Unfortunately, Easton has expressed reservations about signing a lease with New England Hydropower, a necessary step to begin construction. The company has a proven track record of working with municipalities, negotiating leases, easements and site-plan reviews for their projects in Connecticut and Rhode Island. An agreement with Easton would give it a place to produce clean, renewable power and relieve the city of the liability of maintaining the Chain Dam and the canal, saving Easton an estimated $35,000 per year.
The company would also fully restore and automate the sluice gates that control the flow of water and provide the Delaware and Lehigh National Heritage Corridor Museum with a dry dock to store its historically important barge in the winter months. The estimated $250,000 cost for the dock would ensure that the canal boat rides and history lessons popular with tourists and local schoolchildren continue far into the future.
This $10 million construction project would not only produce renewable energy, it would create good-paying local jobs. An estimated 20 full-time jobs would be created during construction, with two or three permanent jobs when the hydropower plant is operating.
Voith, the corporation that makes the StreamDiver turbines, has a flagship facility in York, so we would be working with a local company. StreamDiver technology is already in operation, with 29 turbines producing power worldwide and another 20 in construction or operation in the United States. Voith’s turbines are also being used in South America, Europe and Indonesia.
There’s also the matter of what taxpayers have already paid into this project. In 2018, the county made a commitment to a hydroelectric plant by agreeing to provide $1.5 million in local matching funds for an Alternative Clean Energy grant from the PA Department of Environmental Protection.
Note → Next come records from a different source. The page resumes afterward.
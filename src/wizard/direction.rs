//! Transition direction for the step animation

use serde::{Deserialize, Serialize};

use super::steps::StepSequence;

/// Which way the incoming step slides
#[derive(Debug, Clone, Copy, PartialEq, Eq, Serialize, Deserialize)]
pub enum Direction {
    Forward,
    Backward,
    /// No animation, e.g. on mount
    None,
}

impl Direction {
    /// Glyph used by the terminal host
    pub fn arrow(&self) -> &'static str {
        match self {
            Direction::Forward => "→",
            Direction::Backward => "←",
            Direction::None => "·",
        }
    }
}

/// Derive the direction of the move `previous -> current`.
///
/// Editing the amount from Confirm slides forward, and returning from that
/// edit slides backward, so the round trip reads as one detour.
pub fn derive_direction(steps: &StepSequence, previous: usize, current: usize) -> Direction {
    let amount_index = steps.amount_index();
    let confirm_index = steps.confirm_index();

    if previous == confirm_index && current == amount_index {
        return Direction::Forward;
    }
    if previous == amount_index && current == confirm_index {
        return Direction::Backward;
    }

    match previous.cmp(&current) {
        std::cmp::Ordering::Less => Direction::Forward,
        std::cmp::Ordering::Greater => Direction::Backward,
        std::cmp::Ordering::Equal => Direction::None,
    }
}
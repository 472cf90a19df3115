//! Terminal event source
//!
//! A background thread polls crossterm and forwards key and resize events,
//! plus a periodic tick, over an mpsc channel.

use crossterm::event::{self, Event as CrosstermEvent, KeyEvent, KeyEventKind};
use std::sync::mpsc;
use std::thread;
use std::time::{Duration, Instant};

/// Terminal events
#[derive(Debug, Clone)]
pub enum Event {
    Key(KeyEvent),
    Resize(u16, u16),
    /// Periodic tick; the backend settles in-flight actions on it
    Tick,
}

/// Receives events from the polling thread
pub struct EventHandler {
    receiver: mpsc::Receiver<Event>,
    _thread: thread::JoinHandle<()>,
}

impl EventHandler {
    pub fn new(tick_rate: Duration) -> Self {
        let (sender, receiver) = mpsc::channel();
        let handle = thread::spawn(move || {
            let mut last_tick = Instant::now();
            loop {
                let timeout = tick_rate
                    .checked_sub(last_tick.elapsed())
                    .unwrap_or(Duration::ZERO);

                match event::poll(timeout) {
                    Ok(true) => {
                        let forwarded = match event::read() {
                            Ok(CrosstermEvent::Key(key)) if key.kind == KeyEventKind::Press => {
                                Some(Event::Key(key))
                            }
                            Ok(CrosstermEvent::Resize(w, h)) => Some(Event::Resize(w, h)),
                            Ok(_) => None,
                            Err(e) => {
                                tracing::error!(error = %e, "failed to read terminal event");
                                return;
                            }
                        };
                        if let Some(ev) = forwarded {
                            if sender.send(ev).is_err() {
                                return;
                            }
                        }
                    }
                    Ok(false) => {}
                    Err(e) => {
                        tracing::error!(error = %e, "failed to poll terminal events");
                        return;
                    }
                }

                if last_tick.elapsed() >= tick_rate {
                    if sender.send(Event::Tick).is_err() {
                        return;
                    }
                    last_tick = Instant::now();
                }
            }
        });

        Self {
            receiver,
            _thread: handle,
        }
    }

    /// Block until the next event
    pub fn next(&self) -> Result<Event, mpsc::RecvError> {
        self.receiver.recv()
    }
}

impl Default for EventHandler {
    fn default() -> Self {
        Self::new(Duration::from_millis(400))
    }
}
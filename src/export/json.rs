//! JSON export of the journal with schema versioning

use std::collections::BTreeMap;
use std::io::Write;

use chrono::{DateTime, Utc};
use serde::{Deserialize, Serialize};

use crate::backend::{ActionRecord, ActionStatus};
use crate::error::{WizardError, WizardResult};
use crate::models::Money;

/// Current export schema version
pub const EXPORT_SCHEMA_VERSION: &str = "1.0.0";

/// Full journal export
#[derive(Debug, Clone, Serialize, Deserialize)]
pub struct JournalExport {
    /// Schema version for compatibility checking
    pub schema_version: String,

    pub exported_at: DateTime<Utc>,

    /// Application version that created the export
    pub app_version: String,

    pub actions: Vec<ActionRecord>,

    pub metadata: ExportMetadata,
}

#[derive(Debug, Clone, Default, Serialize, Deserialize)]
pub struct ExportMetadata {
    pub action_count: usize,
    pub failed_count: usize,

    /// Sum of completed amounts per currency code
    pub completed_totals: BTreeMap<String, Money>,

    pub earliest_action: Option<DateTime<Utc>>,
    pub latest_action: Option<DateTime<Utc>>,
}

impl JournalExport {
    pub fn from_records(records: &[ActionRecord]) -> Self {
        let mut completed_totals: BTreeMap<String, Money> = BTreeMap::new();
        for record in records
            .iter()
            .filter(|r| r.status == ActionStatus::Completed)
        {
            let total = completed_totals.entry(record.currency.clone()).or_default();
            *total = *total + record.amount;
        }

        let metadata = ExportMetadata {
            action_count: records.len(),
            failed_count: records
                .iter()
                .filter(|r| r.status == ActionStatus::Failed)
                .count(),
            completed_totals,
            earliest_action: records.iter().map(|r| r.timestamp).min(),
            latest_action: records.iter().map(|r| r.timestamp).max(),
        };

        Self {
            schema_version: EXPORT_SCHEMA_VERSION.to_string(),
            exported_at: Utc::now(),
            app_version: env!("CARGO_PKG_VERSION").to_string(),
            actions: records.to_vec(),
            metadata,
        }
    }
}

/// Write the journal as pretty-printed JSON
pub fn export_actions_json<W: Write>(records: &[ActionRecord], writer: W) -> WizardResult<()> {
    let export = JournalExport::from_records(records);
    serde_json::to_writer_pretty(writer, &export)
        .map_err(|e| WizardError::Export(e.to_string()))
}

#[cfg(test)]
mod tests {
    use super::*;
    use crate::wizard::ActionKind;

    fn record(currency: &str, minor: i64, status: ActionStatus) -> ActionRecord {
        let mut r = ActionRecord::new(
            ActionKind::RequestMoney,
            Money::from_minor(minor),
            currency,
            "me@example.com",
            vec!["jane@example.com".into()],
        );
        r.status = status;
        r
    }

    #[test]
    fn test_metadata_totals() {
        let export = JournalExport::from_records(&[
            record("USD", 1000, ActionStatus::Completed),
            record("USD", 250, ActionStatus::Completed),
            record("EUR", 500, ActionStatus::Failed),
            record("EUR", 700, ActionStatus::Completed),
        ]);

        assert_eq!(export.metadata.action_count, 4);
        assert_eq!(export.metadata.failed_count, 1);
        assert_eq!(export.metadata.completed_totals["USD"].minor(), 1250);
        assert_eq!(export.metadata.completed_totals["EUR"].minor(), 700);
        assert!(export.metadata.earliest_action.is_some());
    }

    #[test]
    fn test_json_export_parses_back() {
        let mut output = Vec::new();
        export_actions_json(&[record("USD", 1235, ActionStatus::Pending)], &mut output).unwrap();

        let parsed: JournalExport = serde_json::from_slice(&output).unwrap();
        assert_eq!(parsed.schema_version, EXPORT_SCHEMA_VERSION);
        assert_eq!(parsed.actions.len(), 1);
        assert_eq!(parsed.actions[0].amount.minor(), 1235);
    }

    #[test]
    fn test_empty_export() {
        let export = JournalExport::from_records(&[]);
        assert_eq!(export.metadata.action_count, 0);
        assert!(export.metadata.latest_action.is_none());
        assert!(export.metadata.completed_totals.is_empty());
    }
}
The county and the state have already paid $286,000 each toward this development.
We knew when we signed up for this project that it would not be easy, and the pandemic introduced a number of hurdles we’ve had to overcome but, as
I’ve often said, Northampton County’s future is green. Bringing back renewable hydroelectric power plants to the region would be good for our economy, our environment and our future. I hope Easton works with us on this exciting opportunity to be the first community in Pennsylvania to return hydroelectric power plants to our dams, canals and rivers.
Electricity produced with zero emissions would reduce air pollution and return the canal to its historical use as a generator of electricity.